Steps to reproduce the behavior:
On a setup with more than 4 GPU:

  1. CUDA_VISIBLE_DEVICES=0,1,2,3,4 python3.6 test/distributed/optim/test_zero_redundancy_optimizer.py TestZeroRedundancyOptimizerDistributed.test_sharding -v

Error:
ERROR: test_sharding (main.TestZeroRedundancyOptimizerDistributed)
Check the sharding at construction time

Traceback (most recent call last):
File "/opt/conda/lib/python3.6/site-packages/torch/testing/_internal/common_distributed.py", line 286, in wrapper
self._join_processes(fn)
File "/opt/conda/lib/python3.6/site-packages/torch/testing/_internal/common_distributed.py", line 418, in _join_processes
self._check_return_codes(elapsed_time)
File "/opt/conda/lib/python3.6/site-packages/torch/testing/_internal/common_distributed.py", line 461, in _check_return_codes
raise RuntimeError(error)
RuntimeError: Process 3 exited with error code 10 and exception:
Traceback (most recent call last):
File "/opt/conda/lib/python3.6/site-packages/torch/testing/_internal/common_distributed.py", line 366, in run_test
getattr(self, test_name)()
File "/opt/conda/lib/python3.6/site-packages/torch/testing/_internal/common_distributed.py", line 288, in wrapper
fn()
File "/var/lib/jenkins/pytorch/test/distributed/optim/test_zero_redundancy_optimizer.py", line 289, in test_sharding
self.assertEqual(sum([x.numel() for x in o.optim.param_groups[0]["params"]]), sum(sizes))
File "/opt/conda/lib/python3.6/site-packages/torch/testing/_internal/common_utils.py", line 1234, in assertEqual
super().assertTrue(result, msg=self._get_assert_msg(msg, debug_msg=debug_msg))
File "/opt/conda/lib/python3.6/unittest/case.py", line 682, in assertTrue
raise self.failureException(msg)
AssertionError: False is not true : Scalars failed to compare as equal!
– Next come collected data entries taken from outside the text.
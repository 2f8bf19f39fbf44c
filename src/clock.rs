//! Time sources.
//!
//! Every timing-sensitive type in this crate takes an `Arc<dyn Clock>` at
//! construction. [`SystemClock`] is the default; [`MockClock`] lets tests move
//! time forward by hand, so rate and profiling logic can be checked without
//! real sleeps.

use std::{
    fmt::Debug,
    sync::{Arc, Condvar, Mutex, MutexGuard, PoisonError},
    thread,
    time::{Duration, Instant},
};

/// A source of "now" which can also put the current thread to sleep.
pub trait Clock: Debug + Send + Sync {
    /// Current time point.
    fn now(&self) -> Instant;

    /// Block current thread for `duration`.
    fn sleep(&self, duration: Duration);

    /// Block current thread until `deadline`.
    ///
    /// Return immediately if `deadline` already passed. Periodic work (like the
    /// sampling profiler's monitor) ticks by calling this with evenly spaced
    /// deadlines, so that slow wake-ups do not accumulate drift.
    fn sleep_until(&self, deadline: Instant) {
        if let Some(remain) = deadline.checked_duration_since(self.now()) {
            self.sleep(remain);
        }
    }

    /// Block current thread until `deadline` or until `interrupt` fires,
    /// whichever comes first. `None` waits for the interrupt only.
    ///
    /// Return `true` if woken by the interrupt.
    ///
    /// The default implementation can only be interrupted when there is no
    /// deadline; clocks able to wake a sleeper early should override it.
    fn sleep_until_interrupted(&self, deadline: Option<Instant>, interrupt: &Interrupt) -> bool {
        match deadline {
            Some(deadline) => {
                self.sleep_until(deadline);
                interrupt.is_fired()
            }
            None => interrupt.wait_until(None),
        }
    }
}

/// One-shot signal which wakes threads inside
/// [`Clock::sleep_until_interrupted()`].
#[derive(Debug, Default)]
pub struct Interrupt {
    fired: Mutex<bool>,
    woken: Condvar,
}

impl Interrupt {
    pub fn new() -> Self {
        Self::default()
    }

    /// Wake every current and future sleeper.
    pub fn fire(&self) {
        *self.lock() = true;
        self.woken.notify_all();
    }

    pub fn is_fired(&self) -> bool {
        *self.lock()
    }

    /// Wait on the wall clock until fired or `deadline` passed. Return `true`
    /// if fired.
    pub(crate) fn wait_until(&self, deadline: Option<Instant>) -> bool {
        let mut fired = self.lock();

        loop {
            if *fired {
                return true;
            }

            fired = match deadline {
                None => self
                    .woken
                    .wait(fired)
                    .unwrap_or_else(PoisonError::into_inner),
                Some(deadline) => {
                    let remain = match deadline.checked_duration_since(Instant::now()) {
                        Some(remain) if !remain.is_zero() => remain,
                        _ => return false,
                    };
                    self.woken
                        .wait_timeout(fired, remain)
                        .unwrap_or_else(PoisonError::into_inner)
                        .0
                }
            };
        }
    }

    fn lock(&self) -> MutexGuard<'_, bool> {
        self.fired.lock().unwrap_or_else(PoisonError::into_inner)
    }
}

/// Wall clock, backed by [`Instant::now()`] and [`thread::sleep()`].
#[derive(Debug, Clone, Copy, Default)]
pub struct SystemClock;

impl SystemClock {
    /// Create a new system clock.
    pub fn new() -> Self {
        Self
    }

    /// A system clock ready to be handed to constructors.
    pub fn shared() -> Arc<dyn Clock> {
        Arc::new(Self)
    }
}

impl Clock for SystemClock {
    fn now(&self) -> Instant {
        Instant::now()
    }

    fn sleep(&self, duration: Duration) {
        if !duration.is_zero() {
            thread::sleep(duration);
        }
    }

    fn sleep_until_interrupted(&self, deadline: Option<Instant>, interrupt: &Interrupt) -> bool {
        interrupt.wait_until(deadline)
    }
}

/// Clock which only moves when told to.
///
/// `sleep()` on a `MockClock` blocks until other threads [`advance()`](Self::advance)
/// the clock past the sleeper's deadline. All clones share the same time.
///
/// # Example
///
/// ```
/// use iorate::clock::{Clock, MockClock};
/// use std::time::Duration;
///
/// let clock = MockClock::new();
/// let start = clock.now();
///
/// let sleeper = {
///     let clock = clock.clone();
///     std::thread::spawn(move || clock.sleep(Duration::from_millis(5)))
/// };
///
/// while !sleeper.is_finished() {
///     if clock.sleepers() > 0 {
///         clock.advance(Duration::from_millis(1));
///     }
///     std::thread::yield_now();
/// }
///
/// assert!(clock.now() >= start + Duration::from_millis(5));
/// ```
#[derive(Debug, Clone)]
pub struct MockClock {
    inner: Arc<MockInner>,
}

#[derive(Debug)]
struct MockInner {
    state: Mutex<MockState>,
    changed: Condvar,
}

#[derive(Debug)]
struct MockState {
    now: Instant,
    /// Deadlines of threads currently inside `sleep()`, `None` for a sleep
    /// with no end.
    deadlines: Vec<Option<Instant>>,
}

/// How often an interruptible mock sleeper looks at its interrupt.
const INTERRUPT_POLL: Duration = Duration::from_millis(1);

impl MockClock {
    /// Create a mock clock frozen at the current instant.
    pub fn new() -> Self {
        Self::starting_at(Instant::now())
    }

    /// Create a mock clock frozen at `start`.
    pub fn starting_at(start: Instant) -> Self {
        Self {
            inner: Arc::new(MockInner {
                state: Mutex::new(MockState {
                    now: start,
                    deadlines: Vec::new(),
                }),
                changed: Condvar::new(),
            }),
        }
    }

    /// Move time forward and wake every sleeper whose deadline is reached.
    pub fn advance(&self, duration: Duration) {
        let mut state = self.lock();
        state.now += duration;
        drop(state);

        self.inner.changed.notify_all();
    }

    /// How many threads are blocked in `sleep()` with a deadline still ahead.
    ///
    /// A sleeper stops counting the moment the clock reaches its deadline, even
    /// before its thread gets scheduled again. Tests use this to advance time
    /// only once the threads they drive have settled into their next wait.
    pub fn sleepers(&self) -> usize {
        let state = self.lock();
        state
            .deadlines
            .iter()
            .filter(|d| d.map_or(true, |d| d > state.now))
            .count()
    }

    fn lock(&self) -> MutexGuard<'_, MockState> {
        self.inner
            .state
            .lock()
            .unwrap_or_else(PoisonError::into_inner)
    }

    /// Wait until mock time reaches `deadline` or `interrupt` fires.
    fn wait(
        &self,
        mut state: MutexGuard<'_, MockState>,
        deadline: Option<Instant>,
        interrupt: Option<&Interrupt>,
    ) -> bool {
        state.deadlines.push(deadline);

        let fired = loop {
            if interrupt.map_or(false, Interrupt::is_fired) {
                break true;
            }
            if deadline.map_or(false, |d| state.now >= d) {
                break false;
            }

            // advance() notifies, an interrupt does not: poll it
            state = match interrupt {
                None => self
                    .inner
                    .changed
                    .wait(state)
                    .unwrap_or_else(PoisonError::into_inner),
                Some(_) => {
                    self.inner
                        .changed
                        .wait_timeout(state, INTERRUPT_POLL)
                        .unwrap_or_else(PoisonError::into_inner)
                        .0
                }
            };
        };

        if let Some(pos) = state.deadlines.iter().position(|d| *d == deadline) {
            state.deadlines.swap_remove(pos);
        }

        fired
    }
}

impl Default for MockClock {
    fn default() -> Self {
        Self::new()
    }
}

impl Clock for MockClock {
    fn now(&self) -> Instant {
        self.lock().now
    }

    fn sleep(&self, duration: Duration) {
        if duration.is_zero() {
            return;
        }

        let state = self.lock();
        // past the end of representable time: never wakes
        let deadline = state.now.checked_add(duration);
        self.wait(state, deadline, None);
    }

    fn sleep_until_interrupted(&self, deadline: Option<Instant>, interrupt: &Interrupt) -> bool {
        let state = self.lock();
        self.wait(state, deadline, Some(interrupt))
    }
}

/// Run `f` on a scoped thread, advancing `clock` by `step` each time at least
/// `sleepers` threads wait on it, until `f` returns.
#[cfg(test)]
pub(crate) fn drive<T, F>(clock: &MockClock, sleepers: usize, step: Duration, f: F) -> T
where
    T: Send,
    F: FnOnce() -> T + Send,
{
    thread::scope(|s| {
        let handle = s.spawn(f);
        while !handle.is_finished() {
            if clock.sleepers() >= sleepers {
                clock.advance(step);
            } else {
                thread::yield_now();
            }
        }
        handle.join().unwrap()
    })
}
//! Manifest System - program catalogs per category
//!
//! The catalog is a snapshot of a directory tree, one manifest per category.

use serde::{Deserialize, Serialize};
use std::collections::BTreeMap;
use std::fs;
use std::path::{Component, Path, PathBuf};
use thiserror::Error;

use crate::normalize::write_atomically;

pub type ProgramId = String;

/// Finder metadata files are never programs.
const IGNORED_FILES: &[&str] = &[".DS_Store"];

#[derive(Debug, Error)]
pub enum ManifestError {
    #[error("Unknown category: {0}")]
    UnknownCategory(String),

    #[error("Failed to read {path}: {source}")]
    Io {
        path: PathBuf,
        #[source]
        source: std::io::Error,
    },

    #[error("Malformed catalog: {0}")]
    Malformed(#[from] serde_json::Error),
}

/// Ordered program list for one category.
#[derive(Debug, Clone, PartialEq, Eq, Serialize, Deserialize)]
pub struct Manifest {
    pub path: String,
    #[serde(default, skip_serializing_if = "Option::is_none")]
    pub default: Option<String>,
    pub programs: Vec<ProgramId>,
}

impl Manifest {
    pub fn new(path: impl Into<String>, programs: Vec<ProgramId>) -> Self {
        Self {
            path: path.into(),
            default: None,
            programs,
        }
    }

    /// Program ids paired with their location under `base_dir`, in manifest order.
    /// Ids are joined as given; check them with [`is_contained`] before use.
    pub fn resolve(&self, base_dir: &Path) -> Vec<(ProgramId, PathBuf)> {
        self.programs
            .iter()
            .map(|p| (p.clone(), base_dir.join(p)))
            .collect()
    }

    pub fn len(&self) -> usize {
        self.programs.len()
    }

    pub fn is_empty(&self) -> bool {
        self.programs.is_empty()
    }
}

/// Whether `id` names a path below the programs directory. Absolute paths,
/// drive prefixes and any `..` component are rejected, as is an empty id.
pub fn is_contained(id: &str) -> bool {
    let mut named = false;
    for component in Path::new(id).components() {
        match component {
            Component::Normal(_) => named = true,
            Component::CurDir => {}
            Component::ParentDir | Component::RootDir | Component::Prefix(_) => return false,
        }
    }
    named
}

/// Category name to manifest, as stored in `programs.json`.
#[derive(Debug, Clone, Default, PartialEq, Eq, Serialize, Deserialize)]
#[serde(transparent)]
pub struct Catalog {
    categories: BTreeMap<String, Manifest>,
}

impl Catalog {
    pub fn new() -> Self {
        Self::default()
    }

    /// Enumerate `<root>/<category>/` for each category.
    ///
    /// `url_root` is the public prefix programs are served under; `defaults`
    /// names the program a front end opens first for a category.
    pub fn generate(
        root: &Path,
        categories: &[&str],
        url_root: &str,
        defaults: &BTreeMap<String, String>,
    ) -> Result<Self, ManifestError> {
        let mut catalog = Self::new();
        for category in categories {
            let dir = root.join(category);
            let url_path = format!("{}/{}", url_root.trim_end_matches('/'), category);
            let mut manifest = Manifest::new(url_path.clone(), list_programs(&dir)?);
            manifest.default = defaults
                .get(*category)
                .map(|program| format!("{}/{}", url_path, program));
            log::debug!("{}: {} programs", category, manifest.len());
            catalog.register(category, manifest);
        }
        Ok(catalog)
    }

    pub fn load(path: &Path) -> Result<Self, ManifestError> {
        let content = fs::read_to_string(path).map_err(|source| ManifestError::Io {
            path: path.to_path_buf(),
            source,
        })?;
        Ok(serde_json::from_str(&content)?)
    }

    pub fn save(&self, path: &Path) -> Result<(), ManifestError> {
        let json = serde_json::to_string_pretty(self)?;
        write_atomically(path, |out| {
            out.write_all(json.as_bytes())?;
            out.write_all(b"\n")
        })
        .map_err(|source| ManifestError::Io {
            path: path.to_path_buf(),
            source,
        })
    }

    pub fn category(&self, name: &str) -> Result<&Manifest, ManifestError> {
        self.categories
            .get(name)
            .ok_or_else(|| ManifestError::UnknownCategory(name.to_string()))
    }

    pub fn categories(&self) -> impl Iterator<Item = &str> {
        self.categories.keys().map(String::as_str)
    }

    pub fn register(&mut self, name: &str, manifest: Manifest) {
        self.categories.insert(name.to_string(), manifest);
    }
}

/// File names in `dir`, sorted case-insensitively.
pub fn list_programs(dir: &Path) -> Result<Vec<ProgramId>, ManifestError> {
    let io_err = |source| ManifestError::Io {
        path: dir.to_path_buf(),
        source,
    };
    let mut programs = vec![];
    for entry in fs::read_dir(dir).map_err(io_err)? {
        let entry = entry.map_err(io_err)?;
        if !entry.file_type().map_err(io_err)?.is_file() {
            continue;
        }
        let name = entry.file_name().to_string_lossy().into_owned();
        if IGNORED_FILES.contains(&name.as_str()) {
            continue;
        }
        programs.push(name);
    }
    programs.sort_by_key(|name| name.to_lowercase());
    Ok(programs)
}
Comparing 21 and 24 gives a difference of 3, but the allowed difference with rtol=0 and atol=0 is only 0!


Ran 1 test in 2.194s

FAILED (errors=1)

Expected behavior

test_sharding (main.TestZeroRedundancyOptimizerDistributed)
Check the sharding at construction time ... ok

Test should pass

Environment

Collecting environment information...
PyTorch version: 1.9.0a0+gitb4395b0
Is debug build: False
CUDA used to build PyTorch: N/A

OS: Ubuntu 18.04.4 LTS (x86_64)
GCC version: (Ubuntu 7.5.0-3ubuntu1~18.04) 7.5.0
Clang version: 12.0.0 (/src/external/llvm-project/clang 0bebc949e017e721b7cf4836a8b9a25fd28e0367)
CMake version: version 3.19.6

Python version: 3.6 (64-bit runtime)
Is CUDA available: True
CUDA runtime version: Could not collect
GPU models and configuration: Device 66a1
Nvidia driver version: Could not collect
cuDNN version: Could not collect

Versions of relevant libraries:
[pip3] numpy==1.18.5
[pip3] torch==1.9.0a0+git792a7db
[conda] blas 1.0 mkl
[conda] mkl 2020.2 256
[conda] mkl-include 2020.2 256
[conda] mkl-service 2.3.0 py36he8ac12f_0
[conda] mkl_fft 1.2.0 py36h23d657b_0
[conda] mkl_random 1.1.1 py36h0573a6f_0
[conda] numpy 1.18.5 py36ha1c710e_0
[conda] numpy-base 1.18.5 py36hde5b4d6_0
[conda] torch 1.9.0a0+git792a7db pypi_0 pypi

Please copy and paste the output from our
environment collection script
(or fill out the checklist below manually).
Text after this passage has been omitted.